Eko mengangguk. Dia tak begitu peduli pada arti autis. Memang Dewi terlihat sedikit aneh, tapi baginya sama saja. Eko lalu mengajak dua gadis kecil itu bermain bersama anak-anak sewaan lain, teman-temannya. Asyik mereka berlarian kesana-kemari tak peduli pada hiruk pikuk keramaian terminal dan kehidupannya.
                Dia memang tak mengerti mengapa mereka harus ikut dengan wanita-wanita yang bukan ibunya itu. Bintang, Dewi, Eko dan sebagian besar anak lain masih terlalu kecil untuk mempertanyakannya. Yang mereka tahu, mereka telah melakukan itu sejak ingatan pertama yang bisa mereka putar ulang. Hampir seumur hidup mereka.
**
                Beberapa tahun kemudian, ketika Bintang sudah menjadi terlalu besar untuk digendong, tak ada lagi wanita yang menjemputnya di pagi hari. Satu kali pernah ada yang datang dan mengajaknya meminta-meminta lagi. “Matamu itu bisa menjadi modal yang bagus,” ujarnya mengamati mata kiri Bintang yang buta. Emak menatapnya bimbang. Bintang menggeleng. Dia tak akan mau melakukan itu apa pun alasannya.
                “Bintang bantu emak jualan aja ya, Mak,” kata Bintang begitu orang itu pergi.
                Emak berkaca-kaca menatap anak gadisnya. Waktu berjalan begitu cepat. Rasanya baru kemarin Mbak Kar dan beberapa wanita lain datang membawanya, kini Bintang telah tumbuh menjadi gadis delapan tahun yang cantik. Sayang sekali dia tak bisa merasakan bagaimana duduk di sebuah kelas mendengarkan penjelasan guru. Dia tak sekolah. Tapi dia berpendidikan sekali, entah darimana kedewasaan itu dia pelajari.
                “Maafkan emak, ya, Nak,” kata wanita tengah baya itu terbata.

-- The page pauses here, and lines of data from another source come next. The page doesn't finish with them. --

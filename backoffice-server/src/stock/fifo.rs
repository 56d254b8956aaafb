//! FIFO lot selection
//!
//! Lots are drained by `(expiry_date ASC NULLS LAST, received_at ASC, id ASC)`.
//! Only lots holding stock take part; the reconciliation lot, when positive,
//! is drawn after every real lot.

use rust_decimal::Decimal;
use shared::models::Lot;
use std::cmp::Ordering;

#[derive(Debug, Clone, PartialEq, Eq)]
pub struct Draw {
    pub lot_id: String,
    pub qty: Decimal,
}

#[derive(Debug, Clone, PartialEq, Eq)]
pub struct FifoPlan {
    pub draws: Vec<Draw>,
    /// Quantity no lot could cover
    pub shortfall: Decimal,
}

fn fifo_order(a: &Lot, b: &Lot) -> Ordering {
    a.reconciliation
        .cmp(&b.reconciliation)
        .then_with(|| match (a.expiry_date, b.expiry_date) {
            (Some(x), Some(y)) => x.cmp(&y),
            (Some(_), None) => Ordering::Less,
            (None, Some(_)) => Ordering::Greater,
            (None, None) => Ordering::Equal,
        })
        .then_with(|| a.received_at.cmp(&b.received_at))
        .then_with(|| a.id.cmp(&b.id))
}

/// Plan draws for `qty` without touching the lots
pub fn plan(lots: &[Lot], qty: Decimal) -> FifoPlan {
    let mut candidates: Vec<&Lot> = lots
        .iter()
        .filter(|l| l.qty_remaining > Decimal::ZERO)
        .collect();
    candidates.sort_by(|a, b| fifo_order(a, b));

    let mut remaining = qty;
    let mut draws = Vec::new();
    for lot in candidates {
        if remaining <= Decimal::ZERO {
            break;
        }
        let take = remaining.min(lot.qty_remaining);
        draws.push(Draw {
            lot_id: lot.id.clone(),
            qty: take,
        });
        remaining -= take;
    }

    FifoPlan {
        draws,
        shortfall: remaining.max(Decimal::ZERO),
    }
}
//! KDS API Handlers

use axum::extract::{Path, Query, State};
use shared::error::{ApiResponse, AppResult};
use shared::models::{
    BumpTicket, Station, StationBootstrap, StationStats, StationUpsert, Ticket, UndoTicket,
};

use crate::api::{ValidatedJson, VenueQuery, authorize};
use crate::auth::CurrentUser;
use crate::core::ServerState;
use crate::features::Module;

fn scoped_ticket(state: &ServerState, user: &CurrentUser, ticket_id: &str) -> AppResult<Ticket> {
    let ticket = state.kds.get_ticket(ticket_id)?;
    authorize(state, user, &ticket.venue_id, Module::Kds)?;
    Ok(ticket)
}

/// GET /api/kds/stations
pub async fn list_stations(
    State(state): State<ServerState>,
    user: CurrentUser,
    Query(query): Query<VenueQuery>,
) -> AppResult<ApiResponse<Vec<Station>>> {
    let venue_id = query.resolve(&user);
    authorize(&state, &user, &venue_id, Module::Kds)?;
    Ok(ApiResponse::new("stations", state.kds.list_stations(&venue_id)?))
}

/// PUT /api/kds/stations/{key}
pub async fn upsert_station(
    State(state): State<ServerState>,
    user: CurrentUser,
    Path(key): Path<String>,
    ValidatedJson(payload): ValidatedJson<StationUpsert>,
) -> AppResult<ApiResponse<Station>> {
    authorize(&state, &user, &payload.venue_id, Module::Kds)?;
    let station = state.kds.upsert_station(&key, payload)?;
    tracing::info!(station_key = %key, venue_id = %station.venue_id, "Station saved");
    Ok(ApiResponse::new("station", station))
}

/// GET /api/kds/stations/{key}/bootstrap
pub async fn bootstrap(
    State(state): State<ServerState>,
    user: CurrentUser,
    Path(key): Path<String>,
    Query(query): Query<VenueQuery>,
) -> AppResult<ApiResponse<StationBootstrap>> {
    let venue_id = query.resolve(&user);
    authorize(&state, &user, &venue_id, Module::Kds)?;
    Ok(ApiResponse::new("bootstrap", state.kds.bootstrap(&venue_id, &key)?))
}

/// GET /api/kds/stations/{key}/tickets
pub async fn active_tickets(
    State(state): State<ServerState>,
    user: CurrentUser,
    Path(key): Path<String>,
    Query(query): Query<VenueQuery>,
) -> AppResult<ApiResponse<Vec<Ticket>>> {
    let venue_id = query.resolve(&user);
    authorize(&state, &user, &venue_id, Module::Kds)?;
    let station = state.kds.station(&venue_id, &key)?;
    Ok(ApiResponse::new("tickets", state.kds.active_tickets(&station)?))
}

/// GET /api/kds/stations/{key}/stats
pub async fn stats(
    State(state): State<ServerState>,
    user: CurrentUser,
    Path(key): Path<String>,
    Query(query): Query<VenueQuery>,
) -> AppResult<ApiResponse<StationStats>> {
    let venue_id = query.resolve(&user);
    authorize(&state, &user, &venue_id, Module::Kds)?;
    Ok(ApiResponse::new("stats", state.kds.stats(&venue_id, &key)?))
}

/// GET /api/kds/tickets/{id}
pub async fn get_ticket(
    State(state): State<ServerState>,
    user: CurrentUser,
    Path(id): Path<String>,
) -> AppResult<ApiResponse<Ticket>> {
    Ok(ApiResponse::new("ticket", scoped_ticket(&state, &user, &id)?))
}

/// POST /api/kds/tickets/{id}/bump
pub async fn bump(
    State(state): State<ServerState>,
    user: CurrentUser,
    Path(id): Path<String>,
    ValidatedJson(payload): ValidatedJson<BumpTicket>,
) -> AppResult<ApiResponse<Ticket>> {
    scoped_ticket(&state, &user, &id)?;
    let ticket = state.kds.bump(&id, &payload, &user.id, shared::util::now())?;
    Ok(ApiResponse::new("ticket", ticket))
}

/// POST /api/kds/tickets/{id}/undo
pub async fn undo(
    State(state): State<ServerState>,
    user: CurrentUser,
    Path(id): Path<String>,
    ValidatedJson(payload): ValidatedJson<UndoTicket>,
) -> AppResult<ApiResponse<Ticket>> {
    scoped_ticket(&state, &user, &id)?;
    let ticket = state.kds.undo(&id, &payload, &user.id, shared::util::now())?;
    Ok(ApiResponse::new("ticket", ticket))
}

/// GET /api/kds/orders/{id}/tickets
pub async fn order_tickets(
    State(state): State<ServerState>,
    user: CurrentUser,
    Path(id): Path<String>,
) -> AppResult<ApiResponse<Vec<Ticket>>> {
    let order = state.orders.get_order(&id)?;
    authorize(&state, &user, &order.venue_id, Module::Kds)?;
    Ok(ApiResponse::new("tickets", state.kds.tickets_for_order(&id)?))
}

                Bintang tersenyum saja. “Kata Pak Ustad, Allah suka sama orang yang bekerja keras. Bintang mau kok kerja apa saja buat mbantuin emak sama bapak. Kerja, dan bukannya minta-minta,” jelasnya. Takjub emak menatap anaknya. Pipinya terasa panas seperti habis ditampar. Bahkan seorang anak usia delapan tahun saja bisa mengatakan hal itu, bisa mengerti arti kehidupan sedalam itu, sementara selama ini dia masih mengartikan hidup sebatas untung dan rugi.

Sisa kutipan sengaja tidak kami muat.